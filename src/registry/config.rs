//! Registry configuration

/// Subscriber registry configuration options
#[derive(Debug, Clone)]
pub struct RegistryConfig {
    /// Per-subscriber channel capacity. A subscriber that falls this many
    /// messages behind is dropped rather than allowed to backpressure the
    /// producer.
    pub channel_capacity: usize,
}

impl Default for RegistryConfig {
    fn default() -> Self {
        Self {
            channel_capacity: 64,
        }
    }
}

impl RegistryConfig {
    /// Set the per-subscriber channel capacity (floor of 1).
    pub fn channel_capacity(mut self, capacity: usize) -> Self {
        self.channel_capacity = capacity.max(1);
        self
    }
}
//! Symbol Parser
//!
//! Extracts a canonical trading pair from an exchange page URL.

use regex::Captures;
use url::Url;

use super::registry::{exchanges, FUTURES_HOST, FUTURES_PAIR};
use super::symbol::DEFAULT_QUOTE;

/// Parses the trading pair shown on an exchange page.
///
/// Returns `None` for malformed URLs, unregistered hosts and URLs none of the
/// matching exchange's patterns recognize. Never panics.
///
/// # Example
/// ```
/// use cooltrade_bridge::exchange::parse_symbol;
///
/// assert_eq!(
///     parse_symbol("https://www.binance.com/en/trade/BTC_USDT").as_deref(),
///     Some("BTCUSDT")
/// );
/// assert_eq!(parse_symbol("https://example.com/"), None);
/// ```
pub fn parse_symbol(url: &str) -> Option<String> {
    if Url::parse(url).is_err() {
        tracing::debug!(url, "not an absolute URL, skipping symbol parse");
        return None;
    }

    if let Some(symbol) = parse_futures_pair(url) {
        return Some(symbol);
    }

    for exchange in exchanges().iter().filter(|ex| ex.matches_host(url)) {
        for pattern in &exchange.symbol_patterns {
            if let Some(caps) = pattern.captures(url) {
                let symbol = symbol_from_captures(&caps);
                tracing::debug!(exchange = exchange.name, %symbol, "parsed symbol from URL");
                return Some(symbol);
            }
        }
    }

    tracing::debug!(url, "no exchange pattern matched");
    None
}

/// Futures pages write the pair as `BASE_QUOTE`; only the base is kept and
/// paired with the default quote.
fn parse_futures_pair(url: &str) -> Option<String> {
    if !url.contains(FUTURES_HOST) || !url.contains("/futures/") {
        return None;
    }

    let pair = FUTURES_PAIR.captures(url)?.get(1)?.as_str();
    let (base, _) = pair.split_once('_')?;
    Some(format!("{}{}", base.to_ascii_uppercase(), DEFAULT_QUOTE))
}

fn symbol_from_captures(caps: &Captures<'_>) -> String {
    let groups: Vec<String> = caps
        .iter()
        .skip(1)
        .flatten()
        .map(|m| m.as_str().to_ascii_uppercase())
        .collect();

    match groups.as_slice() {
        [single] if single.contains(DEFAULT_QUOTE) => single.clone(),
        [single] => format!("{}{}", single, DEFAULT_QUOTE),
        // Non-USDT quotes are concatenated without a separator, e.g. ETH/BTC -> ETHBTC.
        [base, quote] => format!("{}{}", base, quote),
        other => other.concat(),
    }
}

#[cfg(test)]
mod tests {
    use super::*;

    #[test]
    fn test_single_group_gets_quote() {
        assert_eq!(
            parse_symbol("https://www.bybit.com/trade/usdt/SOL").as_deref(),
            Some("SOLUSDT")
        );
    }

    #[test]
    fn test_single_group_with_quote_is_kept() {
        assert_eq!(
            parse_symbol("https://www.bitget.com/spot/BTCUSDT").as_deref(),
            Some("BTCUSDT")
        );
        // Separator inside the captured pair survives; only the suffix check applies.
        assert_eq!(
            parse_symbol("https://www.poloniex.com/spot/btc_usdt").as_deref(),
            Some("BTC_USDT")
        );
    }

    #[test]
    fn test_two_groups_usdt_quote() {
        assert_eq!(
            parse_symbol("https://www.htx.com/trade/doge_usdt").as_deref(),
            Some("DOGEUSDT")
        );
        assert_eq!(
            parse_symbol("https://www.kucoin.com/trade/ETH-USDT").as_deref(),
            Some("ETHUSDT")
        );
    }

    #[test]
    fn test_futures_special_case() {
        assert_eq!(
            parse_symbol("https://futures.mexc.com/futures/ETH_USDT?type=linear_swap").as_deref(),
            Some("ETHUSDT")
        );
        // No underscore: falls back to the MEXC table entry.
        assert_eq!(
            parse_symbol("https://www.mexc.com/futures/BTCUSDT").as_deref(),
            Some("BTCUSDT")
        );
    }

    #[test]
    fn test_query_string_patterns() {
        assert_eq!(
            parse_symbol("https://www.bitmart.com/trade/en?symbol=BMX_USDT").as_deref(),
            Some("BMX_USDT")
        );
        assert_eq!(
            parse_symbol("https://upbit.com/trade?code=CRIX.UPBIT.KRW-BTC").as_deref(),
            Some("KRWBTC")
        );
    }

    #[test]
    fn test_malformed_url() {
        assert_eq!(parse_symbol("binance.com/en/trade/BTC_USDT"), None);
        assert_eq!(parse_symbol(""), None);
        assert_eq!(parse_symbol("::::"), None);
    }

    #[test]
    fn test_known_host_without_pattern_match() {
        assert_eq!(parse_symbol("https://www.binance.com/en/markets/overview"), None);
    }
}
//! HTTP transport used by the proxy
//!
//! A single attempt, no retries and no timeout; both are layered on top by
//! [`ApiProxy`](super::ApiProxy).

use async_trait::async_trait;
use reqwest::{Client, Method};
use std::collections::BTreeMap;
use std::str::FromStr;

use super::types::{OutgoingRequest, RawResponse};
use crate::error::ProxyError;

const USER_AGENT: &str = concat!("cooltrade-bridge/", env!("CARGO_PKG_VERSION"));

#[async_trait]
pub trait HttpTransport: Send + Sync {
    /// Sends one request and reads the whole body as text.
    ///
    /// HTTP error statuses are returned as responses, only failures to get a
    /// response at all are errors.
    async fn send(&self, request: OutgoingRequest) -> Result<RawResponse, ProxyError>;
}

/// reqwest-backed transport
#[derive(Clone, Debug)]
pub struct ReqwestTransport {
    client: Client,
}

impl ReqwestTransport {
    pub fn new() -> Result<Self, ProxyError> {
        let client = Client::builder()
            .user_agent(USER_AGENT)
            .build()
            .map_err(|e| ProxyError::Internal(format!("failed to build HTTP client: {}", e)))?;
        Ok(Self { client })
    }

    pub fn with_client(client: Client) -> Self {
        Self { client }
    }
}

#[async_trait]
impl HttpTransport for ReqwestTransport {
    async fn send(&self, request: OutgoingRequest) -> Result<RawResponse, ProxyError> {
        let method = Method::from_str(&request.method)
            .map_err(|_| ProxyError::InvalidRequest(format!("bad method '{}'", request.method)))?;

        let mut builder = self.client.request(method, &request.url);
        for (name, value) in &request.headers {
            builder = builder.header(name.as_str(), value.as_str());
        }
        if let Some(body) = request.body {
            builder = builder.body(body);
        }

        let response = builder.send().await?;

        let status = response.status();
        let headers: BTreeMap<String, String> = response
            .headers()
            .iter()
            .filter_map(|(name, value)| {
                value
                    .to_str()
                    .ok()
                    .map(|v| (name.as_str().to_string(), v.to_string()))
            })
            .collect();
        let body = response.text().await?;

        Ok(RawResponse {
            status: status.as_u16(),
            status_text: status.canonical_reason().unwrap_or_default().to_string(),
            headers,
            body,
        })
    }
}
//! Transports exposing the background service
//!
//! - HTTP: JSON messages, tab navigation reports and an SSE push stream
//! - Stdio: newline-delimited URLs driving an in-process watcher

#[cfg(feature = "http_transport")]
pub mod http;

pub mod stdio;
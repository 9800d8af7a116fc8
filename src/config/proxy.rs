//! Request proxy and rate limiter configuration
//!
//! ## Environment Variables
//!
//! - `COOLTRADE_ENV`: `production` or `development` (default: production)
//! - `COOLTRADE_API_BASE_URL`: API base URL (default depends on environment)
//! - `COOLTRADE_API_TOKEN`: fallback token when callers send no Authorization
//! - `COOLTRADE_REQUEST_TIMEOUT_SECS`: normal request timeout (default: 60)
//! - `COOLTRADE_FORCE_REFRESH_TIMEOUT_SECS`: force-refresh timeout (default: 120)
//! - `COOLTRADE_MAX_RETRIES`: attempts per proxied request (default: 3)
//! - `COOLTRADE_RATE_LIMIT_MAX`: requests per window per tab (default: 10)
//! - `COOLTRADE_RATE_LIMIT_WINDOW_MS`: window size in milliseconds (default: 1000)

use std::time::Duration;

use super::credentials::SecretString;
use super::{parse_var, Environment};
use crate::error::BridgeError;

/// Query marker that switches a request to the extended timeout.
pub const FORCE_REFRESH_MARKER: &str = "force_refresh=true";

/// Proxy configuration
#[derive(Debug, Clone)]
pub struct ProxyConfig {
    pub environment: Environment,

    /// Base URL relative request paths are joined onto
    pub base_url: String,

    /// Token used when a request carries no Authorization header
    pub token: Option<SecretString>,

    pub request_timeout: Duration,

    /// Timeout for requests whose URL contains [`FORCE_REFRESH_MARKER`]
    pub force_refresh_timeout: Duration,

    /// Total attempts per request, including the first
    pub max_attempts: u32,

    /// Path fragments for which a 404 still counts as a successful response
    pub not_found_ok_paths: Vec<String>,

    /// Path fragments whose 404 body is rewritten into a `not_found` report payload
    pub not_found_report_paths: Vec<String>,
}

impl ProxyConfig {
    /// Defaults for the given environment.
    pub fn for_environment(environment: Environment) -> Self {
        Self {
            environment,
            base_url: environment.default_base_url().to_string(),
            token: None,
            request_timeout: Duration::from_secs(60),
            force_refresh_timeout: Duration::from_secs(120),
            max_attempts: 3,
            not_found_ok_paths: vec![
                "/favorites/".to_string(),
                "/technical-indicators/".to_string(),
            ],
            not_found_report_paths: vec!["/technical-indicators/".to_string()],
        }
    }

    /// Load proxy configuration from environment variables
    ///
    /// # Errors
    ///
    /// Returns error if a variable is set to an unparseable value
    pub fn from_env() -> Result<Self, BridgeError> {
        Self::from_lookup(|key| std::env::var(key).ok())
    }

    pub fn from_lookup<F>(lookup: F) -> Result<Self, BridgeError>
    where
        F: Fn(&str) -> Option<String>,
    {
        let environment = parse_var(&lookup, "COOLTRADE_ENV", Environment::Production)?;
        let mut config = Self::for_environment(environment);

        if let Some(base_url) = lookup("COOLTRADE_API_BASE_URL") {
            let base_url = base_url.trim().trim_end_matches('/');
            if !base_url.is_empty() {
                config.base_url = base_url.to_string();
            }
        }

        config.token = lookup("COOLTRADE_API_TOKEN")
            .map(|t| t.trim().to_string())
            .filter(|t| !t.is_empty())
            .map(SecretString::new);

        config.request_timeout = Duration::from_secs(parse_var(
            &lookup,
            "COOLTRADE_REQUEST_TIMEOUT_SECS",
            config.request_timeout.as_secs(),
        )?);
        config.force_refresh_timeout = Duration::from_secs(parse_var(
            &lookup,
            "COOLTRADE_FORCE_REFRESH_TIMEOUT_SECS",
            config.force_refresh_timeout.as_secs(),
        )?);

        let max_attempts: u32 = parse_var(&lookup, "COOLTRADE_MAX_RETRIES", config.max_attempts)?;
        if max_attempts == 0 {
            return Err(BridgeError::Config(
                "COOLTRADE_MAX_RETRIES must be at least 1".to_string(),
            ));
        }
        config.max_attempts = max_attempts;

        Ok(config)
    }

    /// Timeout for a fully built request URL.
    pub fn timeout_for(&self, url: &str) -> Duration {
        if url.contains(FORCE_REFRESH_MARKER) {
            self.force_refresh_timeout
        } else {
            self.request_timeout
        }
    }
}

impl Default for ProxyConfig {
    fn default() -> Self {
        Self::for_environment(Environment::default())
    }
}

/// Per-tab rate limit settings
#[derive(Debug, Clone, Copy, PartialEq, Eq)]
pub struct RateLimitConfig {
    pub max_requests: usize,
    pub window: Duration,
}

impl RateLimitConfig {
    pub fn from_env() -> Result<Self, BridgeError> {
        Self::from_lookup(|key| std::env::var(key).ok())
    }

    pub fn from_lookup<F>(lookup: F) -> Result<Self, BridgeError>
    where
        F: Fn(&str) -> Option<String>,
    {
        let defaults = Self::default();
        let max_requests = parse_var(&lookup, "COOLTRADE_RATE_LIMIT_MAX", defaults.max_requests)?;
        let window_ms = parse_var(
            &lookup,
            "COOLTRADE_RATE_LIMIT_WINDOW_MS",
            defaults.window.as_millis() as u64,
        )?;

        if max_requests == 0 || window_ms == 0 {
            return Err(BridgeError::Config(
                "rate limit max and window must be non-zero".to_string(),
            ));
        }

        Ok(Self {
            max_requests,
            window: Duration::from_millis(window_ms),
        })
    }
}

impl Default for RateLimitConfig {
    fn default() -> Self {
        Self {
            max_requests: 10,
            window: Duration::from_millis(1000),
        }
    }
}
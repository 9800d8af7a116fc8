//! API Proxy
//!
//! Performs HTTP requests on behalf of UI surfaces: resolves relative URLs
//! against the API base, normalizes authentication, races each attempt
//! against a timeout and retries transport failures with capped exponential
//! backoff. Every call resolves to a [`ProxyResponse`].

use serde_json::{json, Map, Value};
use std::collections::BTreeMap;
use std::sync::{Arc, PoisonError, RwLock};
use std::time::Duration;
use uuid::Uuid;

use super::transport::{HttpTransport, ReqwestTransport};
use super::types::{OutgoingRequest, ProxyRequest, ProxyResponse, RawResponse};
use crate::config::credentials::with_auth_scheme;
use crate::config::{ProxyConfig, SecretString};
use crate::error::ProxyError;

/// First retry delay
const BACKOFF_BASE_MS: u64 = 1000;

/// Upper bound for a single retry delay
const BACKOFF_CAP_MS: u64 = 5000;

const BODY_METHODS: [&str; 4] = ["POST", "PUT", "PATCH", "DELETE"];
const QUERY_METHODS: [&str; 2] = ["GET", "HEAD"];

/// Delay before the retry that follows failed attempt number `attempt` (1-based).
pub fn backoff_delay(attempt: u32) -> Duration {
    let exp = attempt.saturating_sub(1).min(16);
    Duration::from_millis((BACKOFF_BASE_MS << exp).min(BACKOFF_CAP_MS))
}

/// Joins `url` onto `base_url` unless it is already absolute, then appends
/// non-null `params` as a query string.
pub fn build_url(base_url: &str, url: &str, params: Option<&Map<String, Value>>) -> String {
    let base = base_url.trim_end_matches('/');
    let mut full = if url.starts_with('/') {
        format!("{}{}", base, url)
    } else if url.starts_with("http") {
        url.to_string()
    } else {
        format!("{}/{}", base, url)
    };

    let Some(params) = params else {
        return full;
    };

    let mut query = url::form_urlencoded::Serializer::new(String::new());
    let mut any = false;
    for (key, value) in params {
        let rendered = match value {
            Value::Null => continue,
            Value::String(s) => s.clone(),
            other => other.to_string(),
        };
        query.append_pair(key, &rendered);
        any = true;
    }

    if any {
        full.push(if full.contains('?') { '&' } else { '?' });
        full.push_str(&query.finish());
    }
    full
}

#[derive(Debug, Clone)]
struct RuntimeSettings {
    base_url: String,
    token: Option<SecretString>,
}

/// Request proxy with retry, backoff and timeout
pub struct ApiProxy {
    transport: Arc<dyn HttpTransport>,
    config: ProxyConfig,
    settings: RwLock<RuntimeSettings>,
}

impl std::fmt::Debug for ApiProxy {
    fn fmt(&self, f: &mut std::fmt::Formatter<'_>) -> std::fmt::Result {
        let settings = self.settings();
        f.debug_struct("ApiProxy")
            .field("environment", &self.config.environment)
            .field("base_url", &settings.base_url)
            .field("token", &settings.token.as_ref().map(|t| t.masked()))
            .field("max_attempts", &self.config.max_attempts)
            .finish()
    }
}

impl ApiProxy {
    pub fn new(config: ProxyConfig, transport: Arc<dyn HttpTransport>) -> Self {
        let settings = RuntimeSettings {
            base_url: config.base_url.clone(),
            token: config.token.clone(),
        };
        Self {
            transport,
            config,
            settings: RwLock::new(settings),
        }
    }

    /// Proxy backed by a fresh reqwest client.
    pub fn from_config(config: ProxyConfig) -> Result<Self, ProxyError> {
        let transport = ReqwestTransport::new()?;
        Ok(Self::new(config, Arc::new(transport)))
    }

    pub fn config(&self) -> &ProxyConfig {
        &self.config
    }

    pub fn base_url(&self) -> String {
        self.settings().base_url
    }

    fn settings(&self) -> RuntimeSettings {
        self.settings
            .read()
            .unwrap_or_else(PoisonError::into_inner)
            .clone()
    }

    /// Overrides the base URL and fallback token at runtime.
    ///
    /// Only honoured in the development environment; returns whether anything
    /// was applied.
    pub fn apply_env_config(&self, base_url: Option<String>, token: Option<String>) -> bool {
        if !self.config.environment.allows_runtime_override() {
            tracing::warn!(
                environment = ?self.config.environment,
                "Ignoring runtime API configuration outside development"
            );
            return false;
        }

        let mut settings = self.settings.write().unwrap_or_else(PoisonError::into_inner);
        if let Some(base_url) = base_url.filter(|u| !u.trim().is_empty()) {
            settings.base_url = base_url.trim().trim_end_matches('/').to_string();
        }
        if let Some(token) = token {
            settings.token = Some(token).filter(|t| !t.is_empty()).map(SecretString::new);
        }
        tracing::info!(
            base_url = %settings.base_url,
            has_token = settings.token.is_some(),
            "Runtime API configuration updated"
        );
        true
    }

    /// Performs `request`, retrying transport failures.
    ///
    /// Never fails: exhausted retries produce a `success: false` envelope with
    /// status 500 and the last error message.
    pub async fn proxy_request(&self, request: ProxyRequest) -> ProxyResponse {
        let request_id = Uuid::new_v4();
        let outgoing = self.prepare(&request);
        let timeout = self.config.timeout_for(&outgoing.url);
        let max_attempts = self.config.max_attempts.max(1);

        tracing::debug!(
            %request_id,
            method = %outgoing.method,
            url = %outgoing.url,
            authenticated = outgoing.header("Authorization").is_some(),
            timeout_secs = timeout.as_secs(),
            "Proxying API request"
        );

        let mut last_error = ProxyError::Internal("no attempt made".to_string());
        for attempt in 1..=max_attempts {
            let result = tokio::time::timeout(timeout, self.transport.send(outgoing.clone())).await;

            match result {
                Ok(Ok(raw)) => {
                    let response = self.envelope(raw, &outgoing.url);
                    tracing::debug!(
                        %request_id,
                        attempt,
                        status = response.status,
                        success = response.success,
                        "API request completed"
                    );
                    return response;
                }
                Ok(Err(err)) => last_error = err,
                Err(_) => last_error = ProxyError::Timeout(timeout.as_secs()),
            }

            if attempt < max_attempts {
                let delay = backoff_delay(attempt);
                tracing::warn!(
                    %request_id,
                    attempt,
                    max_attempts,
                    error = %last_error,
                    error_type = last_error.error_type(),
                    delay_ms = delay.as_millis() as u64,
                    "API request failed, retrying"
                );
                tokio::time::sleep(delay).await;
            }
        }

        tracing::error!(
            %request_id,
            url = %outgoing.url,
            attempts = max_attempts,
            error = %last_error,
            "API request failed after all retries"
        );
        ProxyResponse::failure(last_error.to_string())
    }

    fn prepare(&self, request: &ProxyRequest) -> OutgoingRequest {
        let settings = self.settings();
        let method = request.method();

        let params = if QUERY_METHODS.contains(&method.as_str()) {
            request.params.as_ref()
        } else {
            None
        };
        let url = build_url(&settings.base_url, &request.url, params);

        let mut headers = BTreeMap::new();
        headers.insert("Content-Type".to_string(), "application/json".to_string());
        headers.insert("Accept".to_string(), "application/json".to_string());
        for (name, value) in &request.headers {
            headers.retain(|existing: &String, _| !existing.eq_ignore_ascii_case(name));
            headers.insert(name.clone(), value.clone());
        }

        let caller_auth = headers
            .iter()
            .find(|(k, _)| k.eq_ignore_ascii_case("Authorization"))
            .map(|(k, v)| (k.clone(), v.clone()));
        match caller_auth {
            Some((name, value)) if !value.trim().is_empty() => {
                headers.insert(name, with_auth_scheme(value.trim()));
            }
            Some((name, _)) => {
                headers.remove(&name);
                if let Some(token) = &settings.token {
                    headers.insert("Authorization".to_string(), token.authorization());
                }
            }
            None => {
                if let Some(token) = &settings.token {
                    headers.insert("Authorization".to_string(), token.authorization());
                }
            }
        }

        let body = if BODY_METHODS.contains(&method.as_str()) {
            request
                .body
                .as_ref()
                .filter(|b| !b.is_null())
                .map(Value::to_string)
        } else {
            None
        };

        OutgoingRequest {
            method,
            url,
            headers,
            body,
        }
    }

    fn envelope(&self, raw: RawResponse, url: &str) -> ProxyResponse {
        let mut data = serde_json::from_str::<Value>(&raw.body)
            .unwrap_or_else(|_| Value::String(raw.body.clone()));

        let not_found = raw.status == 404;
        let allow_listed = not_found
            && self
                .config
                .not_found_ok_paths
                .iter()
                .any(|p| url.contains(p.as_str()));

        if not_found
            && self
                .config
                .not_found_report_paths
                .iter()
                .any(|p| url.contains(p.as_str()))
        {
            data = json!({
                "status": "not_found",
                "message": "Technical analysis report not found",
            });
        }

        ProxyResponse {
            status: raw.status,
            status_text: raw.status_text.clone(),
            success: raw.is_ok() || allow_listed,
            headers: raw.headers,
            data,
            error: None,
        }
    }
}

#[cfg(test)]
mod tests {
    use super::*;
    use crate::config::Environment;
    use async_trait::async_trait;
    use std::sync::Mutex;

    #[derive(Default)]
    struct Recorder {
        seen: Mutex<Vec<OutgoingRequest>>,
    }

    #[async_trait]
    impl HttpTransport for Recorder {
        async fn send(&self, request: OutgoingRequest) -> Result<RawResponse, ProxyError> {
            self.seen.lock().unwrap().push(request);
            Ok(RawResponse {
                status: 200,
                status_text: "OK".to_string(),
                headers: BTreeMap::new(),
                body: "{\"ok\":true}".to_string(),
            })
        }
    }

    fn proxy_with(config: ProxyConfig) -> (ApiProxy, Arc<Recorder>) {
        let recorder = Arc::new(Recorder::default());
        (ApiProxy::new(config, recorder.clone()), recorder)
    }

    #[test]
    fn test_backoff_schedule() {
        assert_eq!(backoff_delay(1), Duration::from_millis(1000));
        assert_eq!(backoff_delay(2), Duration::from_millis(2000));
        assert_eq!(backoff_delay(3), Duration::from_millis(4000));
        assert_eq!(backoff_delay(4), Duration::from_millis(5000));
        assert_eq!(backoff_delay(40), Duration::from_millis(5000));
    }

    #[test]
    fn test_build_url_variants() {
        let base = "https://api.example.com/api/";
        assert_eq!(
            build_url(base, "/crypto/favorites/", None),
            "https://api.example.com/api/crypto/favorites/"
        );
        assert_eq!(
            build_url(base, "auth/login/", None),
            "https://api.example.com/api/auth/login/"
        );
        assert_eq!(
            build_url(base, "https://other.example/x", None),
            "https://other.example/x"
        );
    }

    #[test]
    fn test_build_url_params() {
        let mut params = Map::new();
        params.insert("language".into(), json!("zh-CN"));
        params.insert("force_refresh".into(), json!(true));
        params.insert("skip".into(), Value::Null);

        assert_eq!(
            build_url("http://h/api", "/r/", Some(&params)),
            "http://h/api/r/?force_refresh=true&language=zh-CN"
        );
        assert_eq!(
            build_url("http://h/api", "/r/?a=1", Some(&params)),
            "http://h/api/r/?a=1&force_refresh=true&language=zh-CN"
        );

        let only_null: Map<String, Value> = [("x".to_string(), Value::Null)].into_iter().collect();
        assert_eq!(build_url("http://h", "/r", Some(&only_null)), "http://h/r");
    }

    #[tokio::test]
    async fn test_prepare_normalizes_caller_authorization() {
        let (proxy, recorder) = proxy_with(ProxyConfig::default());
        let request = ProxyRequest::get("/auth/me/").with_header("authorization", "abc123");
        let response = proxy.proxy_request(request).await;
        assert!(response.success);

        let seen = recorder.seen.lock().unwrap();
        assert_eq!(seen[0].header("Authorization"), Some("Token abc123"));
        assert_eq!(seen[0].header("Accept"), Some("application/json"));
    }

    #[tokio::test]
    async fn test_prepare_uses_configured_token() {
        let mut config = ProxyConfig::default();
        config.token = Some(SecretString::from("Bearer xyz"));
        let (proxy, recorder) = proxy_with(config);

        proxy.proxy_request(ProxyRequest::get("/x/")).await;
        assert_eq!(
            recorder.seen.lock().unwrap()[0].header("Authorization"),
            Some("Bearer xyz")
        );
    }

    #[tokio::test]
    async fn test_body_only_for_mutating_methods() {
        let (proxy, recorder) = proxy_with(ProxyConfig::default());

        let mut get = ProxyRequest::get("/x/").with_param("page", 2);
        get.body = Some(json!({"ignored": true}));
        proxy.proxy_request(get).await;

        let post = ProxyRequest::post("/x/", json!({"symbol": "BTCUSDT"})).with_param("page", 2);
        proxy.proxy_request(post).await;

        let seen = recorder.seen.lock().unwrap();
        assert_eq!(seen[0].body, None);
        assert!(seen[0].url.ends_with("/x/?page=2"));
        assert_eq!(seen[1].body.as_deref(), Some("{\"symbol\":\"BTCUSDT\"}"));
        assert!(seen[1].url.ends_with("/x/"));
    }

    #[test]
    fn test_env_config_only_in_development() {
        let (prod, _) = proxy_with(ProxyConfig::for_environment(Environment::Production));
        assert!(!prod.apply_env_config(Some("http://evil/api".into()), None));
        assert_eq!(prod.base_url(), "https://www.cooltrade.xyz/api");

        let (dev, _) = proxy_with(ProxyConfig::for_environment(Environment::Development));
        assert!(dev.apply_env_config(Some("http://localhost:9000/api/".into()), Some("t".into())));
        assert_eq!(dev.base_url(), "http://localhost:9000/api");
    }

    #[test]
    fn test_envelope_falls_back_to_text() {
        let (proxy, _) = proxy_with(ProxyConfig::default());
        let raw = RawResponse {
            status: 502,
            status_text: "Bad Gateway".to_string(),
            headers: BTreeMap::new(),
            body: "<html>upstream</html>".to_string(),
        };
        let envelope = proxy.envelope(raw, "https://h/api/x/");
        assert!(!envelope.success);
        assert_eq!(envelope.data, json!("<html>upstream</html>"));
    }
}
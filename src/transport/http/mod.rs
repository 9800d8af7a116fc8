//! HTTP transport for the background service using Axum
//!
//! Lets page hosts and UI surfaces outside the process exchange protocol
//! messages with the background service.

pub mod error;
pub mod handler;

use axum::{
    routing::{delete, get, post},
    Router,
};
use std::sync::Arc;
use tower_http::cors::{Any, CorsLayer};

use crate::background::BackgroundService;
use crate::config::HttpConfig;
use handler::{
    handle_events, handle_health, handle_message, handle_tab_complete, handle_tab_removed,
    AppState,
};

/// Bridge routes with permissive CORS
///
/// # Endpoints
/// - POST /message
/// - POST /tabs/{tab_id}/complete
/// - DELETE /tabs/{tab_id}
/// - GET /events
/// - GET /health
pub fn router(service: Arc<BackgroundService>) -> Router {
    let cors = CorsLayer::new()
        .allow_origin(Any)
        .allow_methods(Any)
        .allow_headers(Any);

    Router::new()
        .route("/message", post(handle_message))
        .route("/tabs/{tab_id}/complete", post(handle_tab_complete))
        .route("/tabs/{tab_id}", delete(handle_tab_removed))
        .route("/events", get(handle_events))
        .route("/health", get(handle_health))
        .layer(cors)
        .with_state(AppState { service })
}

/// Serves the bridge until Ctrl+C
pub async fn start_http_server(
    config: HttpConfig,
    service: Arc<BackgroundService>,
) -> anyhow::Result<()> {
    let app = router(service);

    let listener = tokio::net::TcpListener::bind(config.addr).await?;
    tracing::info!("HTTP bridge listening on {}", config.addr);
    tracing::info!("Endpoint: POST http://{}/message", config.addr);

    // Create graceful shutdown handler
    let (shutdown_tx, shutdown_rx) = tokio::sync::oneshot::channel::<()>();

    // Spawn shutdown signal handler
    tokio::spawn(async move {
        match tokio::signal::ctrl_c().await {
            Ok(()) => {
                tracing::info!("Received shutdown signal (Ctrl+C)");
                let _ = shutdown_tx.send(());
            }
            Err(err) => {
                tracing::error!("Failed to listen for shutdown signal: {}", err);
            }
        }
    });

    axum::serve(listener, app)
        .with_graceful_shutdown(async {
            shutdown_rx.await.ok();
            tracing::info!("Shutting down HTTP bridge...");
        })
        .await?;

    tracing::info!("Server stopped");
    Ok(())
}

---

▶ [WORK TO BE COMPLETED] In the listing, find all lines with the string "filename" and copy them.

▶ [RESULT BELOW]
filename src/registry/config.rs
filename src/config/proxy.rs
filename src/transport/http/mod.rs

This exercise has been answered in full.